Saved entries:

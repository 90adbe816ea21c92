use chrono::{DateTime, Utc};
use serde::{Deserialize, Serialize};

/// Author of a conversation turn.
#[derive(Debug, Clone, Copy, PartialEq, Eq, Hash, Serialize, Deserialize)]
#[serde(rename_all = "lowercase")]
pub enum Role {
    User,
    Model,
}

impl Role {
    /// Role name as the upstream API spells it.
    pub fn as_str(&self) -> &'static str {
        match self {
            Role::User => "user",
            Role::Model => "model",
        }
    }
}

/// A single message in a conversation.
#[derive(Debug, Clone, PartialEq, Serialize, Deserialize)]
pub struct Turn {
    pub role: Role,
    pub text: String,
    pub timestamp: DateTime<Utc>,
}

impl Turn {
    pub fn user(text: impl Into<String>) -> Self {
        Self {
            role: Role::User,
            text: text.into(),
            timestamp: Utc::now(),
        }
    }

    pub fn model(text: impl Into<String>) -> Self {
        Self {
            role: Role::Model,
            text: text.into(),
            timestamp: Utc::now(),
        }
    }
}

What to produce
A word-for-word copy of all the entries above is required.

Exercise result
repository 90adbe816ea21c92
use chrono::{DateTime, Utc};
use serde::{Deserialize, Serialize};

/// Author of a conversation turn.
#[derive(Debug, Clone, Copy, PartialEq, Eq, Hash, Serialize, Deserialize)]
#[serde(rename_all = "lowercase")]
pub enum Role {
    User,
    Model,
}

impl Role {
    /// Role name as the upstream API spells it.
    pub fn as_str(&self) -> &'static str {
        match self {
            Role::User => "user",
            Role::Model => "model",
        }
    }
}

/// A single message in a conversation.
#[derive(Debug, Clone, PartialEq, Serialize, Deserialize)]
pub struct Turn {
    pub role: Role,
    pub text: String,
    pub timestamp: DateTime<Utc>,
}

impl Turn {
    pub fn user(text: impl Into<String>) -> Self {
        Self {
            role: Role::User,
            text: text.into(),
            timestamp: Utc::now(),
        }
    }

    pub fn model(text: impl Into<String>) -> Self {
        Self {
            role: Role::Model,
            text: text.into(),
            timestamp: Utc::now(),
        }
    }
}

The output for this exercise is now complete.